Un mois chez Belle-Maman

 

Batailles choisies #241

Bilan des préjudices matériels, moraux et psychologiques du (premier) mois de reconfinement chez ma belle-mère. 🧮


 

Un verre brisé en mille morceaux (par maladresse, je suis fatiguée)

Huit remarques sur l’importance de l’autorité parentale

Une respiration profonde

Quatre parallèles entre ses fils et les miens

Une respiration profonde

Trente sourires pincés

Treize idées d’activités à faire avec Milieu pour stimuler son apprentissage, hein, tu t’en occuperas, Héloïse?

Sept soupirs retenus

Quatorze paires d’yeux levés au ciel discrètement

Une assiette brisée en mille morceaux (par maladresse, je suis fatiguée)

Une respiration profonde

Dix-sept repas trop salés

Trente-cinq portions trop copieuses - un peu moins, si possible, mais c’est très bon, hein, c’est juste un peu trop pour moi

Cinq bons gros gâteaux pleins de beurre

Vingt-deux ordres proférés de manière autoritaire

Seize demandes criées depuis le fond du jardin

Un pot en verre brisé en mille morceaux (par maladresse, j’ai voulu aller trop vite)

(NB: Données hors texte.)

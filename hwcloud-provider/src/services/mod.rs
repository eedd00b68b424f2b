//! Service layer over the registered handlers

mod lifecycle_service;

pub use lifecycle_service::LifecycleService;

use std::sync::Arc;

use crate::config::Config;
use crate::registry::ResourceRegistry;

/// Service context - holds all dependencies
///
/// The CLI (or any other front end) builds the [`Config`] and the registry once and
/// shares them with every service.
pub struct ServiceContext {
    /// Validated provider configuration
    pub config: Arc<Config>,
    /// Resource and data source handlers
    pub registry: Arc<ResourceRegistry>,
}

impl ServiceContext {
    #[must_use]
    pub fn new(config: Arc<Config>, registry: Arc<ResourceRegistry>) -> Self {
        Self { config, registry }
    }
}
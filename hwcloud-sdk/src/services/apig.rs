//! APIG v2 API: request throttling policies of dedicated instances

use reqwest::Method;
use serde::Serialize;
use serde_json::{Value, json};

use crate::client::{RequestOpts, ServiceClient};
use crate::error::{Result, SdkError};
use crate::request::{FieldRule, RequestBody, build_request_body};

/// Wire value of the policy type: `1` exclusive, `2` shared.
pub fn policy_type_code(name: &str) -> Result<i64> {
    match name {
        "API-based" | "API" => Ok(1),
        "API-shared" | "API_SHARED" => Ok(2),
        other => Err(SdkError::InvalidParameter {
            service: "apig".to_string(),
            param: "type".to_string(),
            detail: format!("invalid throttling policy type: {other}"),
        }),
    }
}

/// User-facing policy type for a wire value.
pub fn policy_type_name(code: i64) -> &'static str {
    if code == 2 { "API-shared" } else { "API-based" }
}

#[derive(Debug, Clone, Default, Serialize)]
pub struct ThrottlingPolicyOpts {
    pub name: String,
    pub time_interval: i64,
    /// `SECOND`, `MINUTE`, `HOUR` or `DAY`.
    pub time_unit: String,
    pub api_call_limits: i64,
    #[serde(skip_serializing_if = "Option::is_none")]
    pub user_call_limits: Option<i64>,
    #[serde(skip_serializing_if = "Option::is_none")]
    pub app_call_limits: Option<i64>,
    #[serde(skip_serializing_if = "Option::is_none")]
    pub ip_call_limits: Option<i64>,
    #[serde(rename = "type")]
    pub policy_type: i64,
    #[serde(rename = "remark", skip_serializing_if = "Option::is_none")]
    pub description: Option<String>,
}

impl RequestBody for ThrottlingPolicyOpts {
    fn rules() -> &'static [FieldRule] {
        &[
            FieldRule::Required("name"),
            FieldRule::Required("time_interval"),
            FieldRule::Required("time_unit"),
            FieldRule::Required("api_call_limits"),
        ]
    }
}

pub fn throttles_url(client: &ServiceClient, instance_id: &str) -> String {
    client.service_url(&["instances", instance_id, "throttles"])
}

pub fn throttle_url(client: &ServiceClient, instance_id: &str, id: &str) -> String {
    client.service_url(&["instances", instance_id, "throttles", id])
}

pub async fn create_policy(
    client: &ServiceClient,
    instance_id: &str,
    opts: &ThrottlingPolicyOpts,
) -> Result<Value> {
    let body = build_request_body(opts, None)?;
    client.post(&throttles_url(client, instance_id), body).await
}

pub async fn get_policy(client: &ServiceClient, instance_id: &str, id: &str) -> Result<Value> {
    client.get(&throttle_url(client, instance_id, id)).await
}

pub async fn update_policy(
    client: &ServiceClient,
    instance_id: &str,
    id: &str,
    opts: &ThrottlingPolicyOpts,
) -> Result<Value> {
    let body = build_request_body(opts, None)?;
    let resp = client
        .request(
            Method::PUT,
            &throttle_url(client, instance_id, id),
            RequestOpts::json(body).ok_codes(&[200]),
        )
        .await?;
    Ok(resp.body)
}

pub async fn delete_policy(client: &ServiceClient, instance_id: &str, id: &str) -> Result<()> {
    client.delete(&throttle_url(client, instance_id, id)).await?;
    Ok(())
}

fn specials_url(client: &ServiceClient, instance_id: &str, policy_id: &str) -> String {
    client.service_url(&["instances", instance_id, "throttles", policy_id, "throttle-specials"])
}

/// Add a special (per user or per app) limit to a policy. `object_type` is `USER` or `APP`.
pub async fn create_special_throttle(
    client: &ServiceClient,
    instance_id: &str,
    policy_id: &str,
    object_type: &str,
    object_id: &str,
    call_limits: i64,
) -> Result<Value> {
    let body = json!({
        "object_type": object_type,
        "object_id": object_id,
        "call_limits": call_limits,
    });
    client.post(&specials_url(client, instance_id, policy_id), body).await
}

pub async fn list_special_throttles(client: &ServiceClient, instance_id: &str, policy_id: &str) -> Result<Vec<Value>> {
    let body = client.get(&specials_url(client, instance_id, policy_id)).await?;
    Ok(crate::extract::path_search_list("throttle_specials", &body))
}

pub async fn update_special_throttle(
    client: &ServiceClient,
    instance_id: &str,
    policy_id: &str,
    special_id: &str,
    call_limits: i64,
) -> Result<()> {
    let url = format!("{}/{special_id}", specials_url(client, instance_id, policy_id));
    client.put(&url, json!({ "call_limits": call_limits })).await?;
    Ok(())
}

pub async fn delete_special_throttle(
    client: &ServiceClient,
    instance_id: &str,
    policy_id: &str,
    special_id: &str,
) -> Result<()> {
    let url = format!("{}/{special_id}", specials_url(client, instance_id, policy_id));
    client.delete(&url).await?;
    Ok(())
}

/// Policies of an instance whose name matches exactly.
pub async fn find_policies_by_name(
    client: &ServiceClient,
    instance_id: &str,
    name: &str,
) -> Result<Vec<Value>> {
    let url = format!(
        "{}?name={}",
        throttles_url(client, instance_id),
        urlencoding::encode(name)
    );
    let body = client.get(&url).await?;
    Ok(crate::extract::path_search_list("throttles", &body)
        .into_iter()
        .filter(|p| p.get("name").and_then(Value::as_str) == Some(name))
        .collect())
}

Un fond de casserole brûlé (je l’ai oubliée sur le feu, fatiguée, vous dis-je)

Un bol acheté il y a trente ans cassé en deux (j’ai marché dessus sans faire exprès)

Une question passive-aggressive au détour d’un déjeuner (et en France, les parents sont aussi laissez-faire que toi?) 

Le vase préféré hérité de la grand-mère brisé en mille morceaux à cause d’un tout petit coup de coude

Un rire contenu

Trente-neuf conseils sur l’éducation de mes fils 

Une culpabilité décuplée

Des dizaines de piques bien senties que je me suis retenue de lui envoyer

Une respiration profonde

Un sentiment d’échec - ah, avec moi, les enfants, ils mangent de tout

Sept portes qui claquent mentalement

Huit départs imaginaires de grande tragédienne, puisque c’est comme ça, je m’en vais

Une respiration profonde 


Des dizaines de lessives que je n’ai pas faites

Des centaines de repas que je n’ai pas préparés

Des heures passées sans Grand ou sans Milieu, occupés à jouer dehors

Une respiration profonde

Une joie infinie de savoir mes enfants grandissant à la campagne, jouant avec des bouts de bois, des cailloux et les fraises des arbousiers alors qu’au-delà du terrain, le monde brûle, tousse et se meurt 

Une immense gratitude

Une immense fierté qui m’empêche de la remercier avec effusion 

Une respiration profonde.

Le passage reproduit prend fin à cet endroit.